7 Things You Should Know Before To Take Gold Loan

7 Things You Should Know Before To Take Gold Loan

When a cash crunch hits, you are left with two choices to manage your finances. You can either use your lifelong savings or take a loan. Sometimes, your savings are not enough to meet unexpected expenses, such as cover the cost of a wedding, education, travel, or medical emergency. In such cases, it would be wise to take a loan against your gold reserves.

A gold loan is a secured loan provided by financial institutions in India. You will need to pledge your gold items with considerable value as collateral to secure your preferred loan amount. Compared to other secured loans, you can avail of a lower interest rate, allowing you to make repayments without any delays or defaults.
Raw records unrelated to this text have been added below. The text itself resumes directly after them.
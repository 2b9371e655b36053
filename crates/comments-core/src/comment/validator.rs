//! Invariant checks for decoded comment payloads
//!
//! Decoding never runs these. Callers opt in when they want to know whether
//! a payload from the service is internally consistent.

use super::model::{Comment, CommentList, CommentVersion};
use crate::error::{CommentsError, Result};
use crate::types::CommentId;
use std::collections::{HashMap, HashSet};
use std::fmt;

/// A single broken invariant
#[derive(Debug, Clone, PartialEq, Eq)]
pub enum Violation {
    /// `count` disagrees with the batch length
    CountMismatch { declared: u32, actual: usize },
    /// More than one reaction entry for the same type
    DuplicateReaction { comment: CommentId, kind: &'static str },
    /// Reaction points at a different comment than the one holding it
    ForeignReaction { comment: CommentId, reaction_comment: CommentId },
    /// Mention carries a comment id other than its owner's
    ForeignMention { comment: CommentId, mention_comment: CommentId },
    /// Reply whose `parentId` is not the comment it is nested under
    OrphanReply { parent: CommentId, reply: CommentId, declared_parent: Option<CommentId> },
    /// Version number went backwards
    VersionRegression { comment: CommentId, previous: i32, next: i32 },
}

impl fmt::Display for Violation {
    fn fmt(&self, f: &mut fmt::Formatter<'_>) -> fmt::Result {
        match self {
            Violation::CountMismatch { declared, actual } => {
                write!(f, "count is {} but the batch holds {} comments", declared, actual)
            }
            Violation::DuplicateReaction { comment, kind } => {
                write!(f, "comment {} has more than one '{}' reaction", comment, kind)
            }
            Violation::ForeignReaction { comment, reaction_comment } => write!(
                f,
                "comment {} holds a reaction for comment {}",
                comment, reaction_comment
            ),
            Violation::ForeignMention { comment, mention_comment } => write!(
                f,
                "comment {} holds a mention for comment {}",
                comment, mention_comment
            ),
            Violation::OrphanReply { parent, reply, declared_parent } => match declared_parent {
                Some(declared) => write!(
                    f,
                    "reply {} under comment {} declares parent {}",
                    reply, parent, declared
                ),
                None => write!(f, "reply {} under comment {} has no parent", reply, parent),
            },
            Violation::VersionRegression { comment, previous, next } => write!(
                f,
                "comment {} goes from version {} back to {}",
                comment, previous, next
            ),
        }
    }
}

/// Checker for comment payload invariants
#[derive(Debug, Clone)]
pub struct CommentValidator {
    check_replies: bool,
}

impl CommentValidator {
    /// Create a validator that also descends into expanded replies
    pub fn new() -> Self {
        Self { check_replies: true }
    }

    /// Only check the top level of each list
    pub fn shallow() -> Self {
        Self { check_replies: false }
    }

    /// Collect every violation in a list, including nested reply pages
    pub fn check_list(&self, list: &CommentList) -> Vec<Violation> {
        let mut violations = Vec::new();
        self.walk_list(list, None, &mut violations);
        violations
    }

    /// Collect violations for a single comment and its replies
    pub fn check_comment(&self, comment: &Comment) -> Vec<Violation> {
        let mut violations = Vec::new();
        self.walk_comment(comment, &mut violations);
        violations
    }

    /// Check that versions never decrease per comment id, in the given order
    pub fn check_versions(&self, versions: &[CommentVersion]) -> Vec<Violation> {
        let mut last: HashMap<CommentId, i32> = HashMap::new();
        let mut violations = Vec::new();
        for version in versions {
            if let Some(&previous) = last.get(&version.id) {
                if version.version < previous {
                    violations.push(Violation::VersionRegression {
                        comment: version.id,
                        previous,
                        next: version.version,
                    });
                    continue;
                }
            }
            last.insert(version.id, version.version);
        }
        violations
    }

    /// Fail on the first violation in a list
    pub fn validate_list(&self, list: &CommentList) -> Result<()> {
        first_error(self.check_list(list))
    }

    /// Fail on the first violation in a version history
    pub fn validate_versions(&self, versions: &[CommentVersion]) -> Result<()> {
        first_error(self.check_versions(versions))
    }

    fn walk_list(&self, list: &CommentList, parent: Option<CommentId>, out: &mut Vec<Violation>) {
        if list.count as usize != list.comments.len() {
            out.push(Violation::CountMismatch {
                declared: list.count,
                actual: list.comments.len(),
            });
        }

        for comment in &list.comments {
            if let Some(parent) = parent {
                if comment.parent_id != Some(parent) {
                    out.push(Violation::OrphanReply {
                        parent,
                        reply: comment.id,
                        declared_parent: comment.parent_id,
                    });
                }
            }
            self.walk_comment(comment, out);
        }
    }

    fn walk_comment(&self, comment: &Comment, out: &mut Vec<Violation>) {
        let mut seen = HashSet::new();
        for reaction in &comment.reactions {
            if reaction.comment_id != comment.id {
                out.push(Violation::ForeignReaction {
                    comment: comment.id,
                    reaction_comment: reaction.comment_id,
                });
            }
            if !seen.insert(reaction.kind) {
                out.push(Violation::DuplicateReaction {
                    comment: comment.id,
                    kind: reaction.kind.name(),
                });
            }
        }

        for mention in &comment.mentions {
            // Legacy mentions have no comment id to compare.
            if let Some(mention_comment) = mention.comment_id {
                if mention_comment != comment.id {
                    out.push(Violation::ForeignMention {
                        comment: comment.id,
                        mention_comment,
                    });
                }
            }
        }

        if self.check_replies {
            if let Some(replies) = &comment.replies {
                self.walk_list(replies, Some(comment.id), out);
            }
        }
    }
}

impl Default for CommentValidator {
    fn default() -> Self {
        Self::new()
    }
}

fn first_error(violations: Vec<Violation>) -> Result<()> {
    match violations.into_iter().next() {
        Some(violation) => Err(CommentsError::Validation(violation.to_string())),
        None => Ok(()),
    }
}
Before taking a gold loan, you must know the underlying factors to make an informed decision:

  • Interest rate

The gold loan rate is one of the crucial factors of your gold finance. The gold loan interest rates are lower than personal loans. Both banks and non-banking financial companies offer different interest rates. Therefore, it is imperative to compare multiple lenders’ gold loan rates before applying for a loan. You can also use a gold loan interest calculator to determine your interest rate eligibility.

  • Loan amount

In the case of a gold loan, you can secure up to 60% to 75% of your gold jewellery’s value as a loan, which is decided based on your old purity, the current rate of gold, and your lender’s policy. Before applying for a loan, make sure to assess your budget and apply for a loan amount that you need.

  • Lender’s credibility

The credibility of your lender also affects your gold loan. It is crucial to find a reputed lender before submitting your gold items. Check your lender’s credibility and authenticity and ensure that you agree to their terms and conditions.

  • Loan tenure

The gold loan tenure ranges between 6 months to 36 months, depending on the type of loan you are opting for. Choose a repayment tenure within which you can repay the loan amount without putting any burden on your finances.

  • Repayment options

Consider your repayment options while applying for a gold loan. There are a few options that you can opt for, such as EMI, bullet payment, upfront interest, and overdraft facility. In EMI, you pay a percentage of your loan amount and interest rate every month. A bullet payment allows you to pay the entire sum with the interest at the time of maturity.

In upfront interest, you can pay the entire interest at the beginning of your loan tenure and the principal amount at the end. Whereas, overdraft facility enables you to pay interest only on the utilized amount.

  • Gold insurance

Your pledged gold is subject to theft or robbery. Before taking a gold loan, your lender may advise you to buy an insurance plan for your gold. In the case of an unfortunate event, you get compensation equivalent to your gold value.

  • Hidden costs

Besides the gold loan rate, your lender may also charge a nominal processing fee of 1% of the approved loan amount. You must check with your lender about their terms and conditions and ensure to agree with them before submitting your loan application.

So, if you want to apply for a gold loan to meet your immediate financial requirements, consider the above-said things to get the best deal. Also, you can use a gold loan interest calculator to determine your interest affordability before taking a loan.